» Extracted records:
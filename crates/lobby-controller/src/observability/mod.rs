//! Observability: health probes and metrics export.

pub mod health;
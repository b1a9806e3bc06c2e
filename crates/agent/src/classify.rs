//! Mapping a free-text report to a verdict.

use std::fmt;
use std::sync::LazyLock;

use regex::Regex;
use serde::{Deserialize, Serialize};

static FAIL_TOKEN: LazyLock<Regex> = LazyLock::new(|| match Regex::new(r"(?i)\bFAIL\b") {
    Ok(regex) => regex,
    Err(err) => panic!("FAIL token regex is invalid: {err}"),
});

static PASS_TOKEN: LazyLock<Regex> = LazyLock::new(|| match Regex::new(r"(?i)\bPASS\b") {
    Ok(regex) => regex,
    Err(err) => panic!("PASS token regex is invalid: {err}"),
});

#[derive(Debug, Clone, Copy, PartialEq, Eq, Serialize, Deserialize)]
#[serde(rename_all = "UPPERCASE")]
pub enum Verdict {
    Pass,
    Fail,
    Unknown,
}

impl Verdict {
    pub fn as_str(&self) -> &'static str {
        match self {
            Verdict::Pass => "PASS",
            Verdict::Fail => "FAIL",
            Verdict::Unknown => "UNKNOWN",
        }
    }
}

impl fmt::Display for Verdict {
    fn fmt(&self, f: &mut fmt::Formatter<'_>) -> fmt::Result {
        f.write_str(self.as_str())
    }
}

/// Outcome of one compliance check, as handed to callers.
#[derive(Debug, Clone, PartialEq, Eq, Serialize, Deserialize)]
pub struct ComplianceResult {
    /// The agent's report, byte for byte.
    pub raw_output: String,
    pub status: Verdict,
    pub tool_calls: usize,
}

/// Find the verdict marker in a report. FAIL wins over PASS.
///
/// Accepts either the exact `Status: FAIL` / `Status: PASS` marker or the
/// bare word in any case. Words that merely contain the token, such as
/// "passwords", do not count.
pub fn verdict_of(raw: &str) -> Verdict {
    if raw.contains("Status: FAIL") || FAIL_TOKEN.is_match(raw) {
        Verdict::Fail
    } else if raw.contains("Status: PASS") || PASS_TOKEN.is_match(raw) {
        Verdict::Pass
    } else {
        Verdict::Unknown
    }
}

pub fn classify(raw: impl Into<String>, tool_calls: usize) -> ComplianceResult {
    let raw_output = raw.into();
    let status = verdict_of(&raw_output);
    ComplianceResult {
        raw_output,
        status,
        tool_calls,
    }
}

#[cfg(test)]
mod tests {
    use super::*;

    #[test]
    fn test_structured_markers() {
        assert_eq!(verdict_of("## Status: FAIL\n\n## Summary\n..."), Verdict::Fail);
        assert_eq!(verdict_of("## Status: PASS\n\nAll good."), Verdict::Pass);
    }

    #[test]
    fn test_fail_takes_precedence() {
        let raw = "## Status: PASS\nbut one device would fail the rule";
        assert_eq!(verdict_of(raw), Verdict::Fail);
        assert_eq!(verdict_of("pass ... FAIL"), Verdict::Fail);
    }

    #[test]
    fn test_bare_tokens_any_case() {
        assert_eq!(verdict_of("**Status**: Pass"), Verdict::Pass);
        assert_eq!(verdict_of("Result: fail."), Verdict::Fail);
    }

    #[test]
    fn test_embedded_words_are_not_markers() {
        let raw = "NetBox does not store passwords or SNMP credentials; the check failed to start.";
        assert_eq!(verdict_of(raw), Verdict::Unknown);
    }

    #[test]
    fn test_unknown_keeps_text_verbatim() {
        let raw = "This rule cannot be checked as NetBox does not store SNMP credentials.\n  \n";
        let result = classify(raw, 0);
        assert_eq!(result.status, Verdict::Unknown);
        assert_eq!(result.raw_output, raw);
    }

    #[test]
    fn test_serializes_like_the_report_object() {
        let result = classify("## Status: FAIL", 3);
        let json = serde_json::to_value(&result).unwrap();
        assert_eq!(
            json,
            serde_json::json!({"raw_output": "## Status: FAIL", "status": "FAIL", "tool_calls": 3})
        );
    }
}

» YOUR GOAL: Find the lines above that contain the string "store" and answer with how many there are, nothing else.

» EXERCISE OUTPUT: 2